Researchers at the University of Arizona have found a promising way to prevent the loss of crops to a fungus, offering the potential to improve food security, especially in developing countries. The team’s approach uses transgenic corn plants that produce small RNA molecules that prevent fungi from producing aflatoxin, highly toxic substances that can render an entire harvest unsafe for human consumption even in small amounts. The study, published in Science Advances, suggests that transgenic corn plants infected with the fungus suppressed toxin levels below detectable limits.

Funded by the Bill and Melinda Gates Foundation, the researchers set out to study whether a naturally-occurring biological mechanism called RNA interference could be used as a weapon against the Aspergillus toxin. That approach, called Host-Induced Gene Silencing (HIGS), builds on previous work by other researchers who discovered that during the infectious process, the host plant and the fungus exchange small nucleic acid molecules.

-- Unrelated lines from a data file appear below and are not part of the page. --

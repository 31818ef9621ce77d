//! Move requests and the errors they can produce.
//!
//! Coordinates are signed so that whatever a front end reads from its
//! input can be submitted as-is; anything off the board is rejected as
//! [`MoveError::OutOfBounds`].

use super::phases::GamePhase;
use serde::{Deserialize, Serialize};
use tracing::instrument;

/// A request to mark the cell at `(col, row)`.
#[derive(Debug, Clone, Copy, PartialEq, Eq, Hash, Serialize, Deserialize)]
pub struct Move {
    /// Column, counted from the left edge.
    pub col: i64,
    /// Row, counted from the top edge.
    pub row: i64,
}

impl Move {
    /// Creates a move request for `(col, row)`.
    #[instrument]
    pub fn new(col: i64, row: i64) -> Self {
        Self { col, row }
    }

    /// Returns the column.
    pub fn col(&self) -> i64 {
        self.col
    }

    /// Returns the row.
    pub fn row(&self) -> i64 {
        self.row
    }
}

impl std::fmt::Display for Move {
    fn fmt(&self, f: &mut std::fmt::Formatter<'_>) -> std::fmt::Result {
        write!(f, "({}; {})", self.col, self.row)
    }
}

/// Error that can occur when applying a move.
#[derive(Debug, Clone, Copy, PartialEq, Eq, derive_more::Display)]
pub enum MoveError {
    /// A coordinate lies outside `[0, size)`.
    #[display("({}; {}) is outside the {}x{} board", col, row, size, size)]
    OutOfBounds {
        /// Requested column.
        col: i64,
        /// Requested row.
        row: i64,
        /// Board edge length.
        size: usize,
    },

    /// The targeted cell already holds a mark.
    #[display("Cell ({}; {}) is already occupied", col, row)]
    CellOccupied {
        /// Requested column.
        col: i64,
        /// Requested row.
        row: i64,
    },

    /// The game reached a terminal phase.
    #[display("Game is already over: {}", _0)]
    GameAlreadyOver(GamePhase),
}

impl std::error::Error for MoveError {}

#[cfg(test)]
mod tests {
    use super::*;

    #[test]
    fn test_move_display() {
        assert_eq!(Move::new(3, 4).to_string(), "(3; 4)");
        assert_eq!(Move::new(0, 0).to_string(), "(0; 0)");
        assert_eq!(Move::new(-1, -2).to_string(), "(-1; -2)");
    }

    #[test]
    fn test_move_accessors() {
        let mv = Move::new(1, 2);
        assert_eq!(mv.col(), 1);
        assert_eq!(mv.row(), 2);
    }

    #[test]
    fn test_error_messages() {
        let err = MoveError::OutOfBounds {
            col: 3,
            row: 0,
            size: 3,
        };
        assert_eq!(err.to_string(), "(3; 0) is outside the 3x3 board");

        let err = MoveError::CellOccupied { col: 0, row: 0 };
        assert!(err.to_string().contains("occupied"));

        let err = MoveError::GameAlreadyOver(GamePhase::XWon);
        assert_eq!(err.to_string(), "Game is already over: X wins");
    }
}
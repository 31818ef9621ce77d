//! Game configuration.

use crate::games::tictactoe::{DEFAULT_SIZE, MAX_SIZE};
use derive_getters::Getters;
use derive_more::{Display, Error};
use derive_setters::Setters;
use serde::{Deserialize, Serialize};
use std::path::Path;
use tracing::{debug, info, instrument};

/// Settings fixed for the lifetime of a game.
///
/// ```toml
/// size = 4
/// ```
#[derive(Debug, Clone, PartialEq, Eq, Getters, Setters, Serialize, Deserialize)]
#[setters(prefix = "with_")]
pub struct GameConfig {
    /// Board edge length (the board is `size`×`size`).
    #[serde(default = "default_size")]
    size: usize,
}

fn default_size() -> usize {
    DEFAULT_SIZE
}

impl Default for GameConfig {
    fn default() -> Self {
        Self {
            size: default_size(),
        }
    }
}

impl GameConfig {
    /// Loads configuration from a TOML file.
    #[instrument(skip(path), fields(path = %path.as_ref().display()))]
    pub fn from_file(path: impl AsRef<Path>) -> Result<Self, ConfigError> {
        debug!("Loading config from file");
        let content = std::fs::read_to_string(path.as_ref())
            .map_err(|e| ConfigError::new(format!("Failed to read config file: {}", e)))?;
        let config = Self::from_toml_str(&content)?;
        info!(size = config.size, "Config loaded successfully");
        Ok(config)
    }

    /// Parses and validates configuration from TOML text.
    #[instrument(skip(content))]
    pub fn from_toml_str(content: &str) -> Result<Self, ConfigError> {
        let config: Self = toml::from_str(content)
            .map_err(|e| ConfigError::new(format!("Failed to parse config: {}", e)))?;
        config.validate()?;
        Ok(config)
    }

    /// Checks that the settings describe a playable board.
    #[track_caller]
    pub fn validate(&self) -> Result<(), ConfigError> {
        if self.size == 0 {
            return Err(ConfigError::new("Board size must be at least 1".to_string()));
        }
        if self.size > MAX_SIZE {
            return Err(ConfigError::new(format!(
                "Board size {} exceeds the maximum of {}",
                self.size, MAX_SIZE
            )));
        }
        Ok(())
    }
}

/// Configuration error.
#[derive(Debug, Clone, Display, Error)]
#[display("Config error: {} at {}:{}", message, file, line)]
pub struct ConfigError {
    /// Error message.
    pub message: String,
    /// Line number where error occurred.
    pub line: u32,
    /// Source file where error occurred.
    pub file: &'static str,
}

impl ConfigError {
    /// Creates a new configuration error.
    #[track_caller]
    #[instrument(skip(message))]
    pub fn new(message: String) -> Self {
        let loc = std::panic::Location::caller();
        Self {
            message,
            line: loc.line(),
            file: loc.file(),
        }
    }
}
//! Draw detection logic for tic-tac-toe.

use super::super::Board;
use tracing::instrument;

/// Checks if the board is full (all cells occupied).
///
/// A full board with no line for the last mover is a draw.
#[instrument(skip(board), fields(size = board.size()))]
pub fn is_full(board: &Board) -> bool {
    board.cells().iter().all(|c| !c.get().is_empty())
}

The researchers infected corn plants with Aspergillus and let them grow for one month. While untreated control plants were found to harbor toxin levels between 1,000 and 10,000 per billion, toxin levels were undetectable in the transgenic plants. The team took the project a step further and investigated overall gene expression in kernels to see if the transgenic corn plants come with undesired side effects. This involved co-author Rod Wing’s laboratory, also of the UA’s School of Plant Sciences, to compare thousands of RNA transcripts between the nontransgenic control kernels and transgenic kernels. The team did not find a single significant difference in terms of differential gene expression between the transgenic and the non-transgenic kernels.

The modified corn plants carry a genetic blueprint for small RNA molecules, each only about 20 base pairs long, only in the edible kernels, not the whole plant. Once inside the fungal cells, the hairpin-shaped RNA molecules pair up with corresponding target sequences of the fungus’ own RNA that code for an enzyme needed for toxin production, in a process called RNA interference. This causes the toxin production to shut down, but does not in any other way impact the fungus, which continues to grow and live on the corn, albeit harmlessly.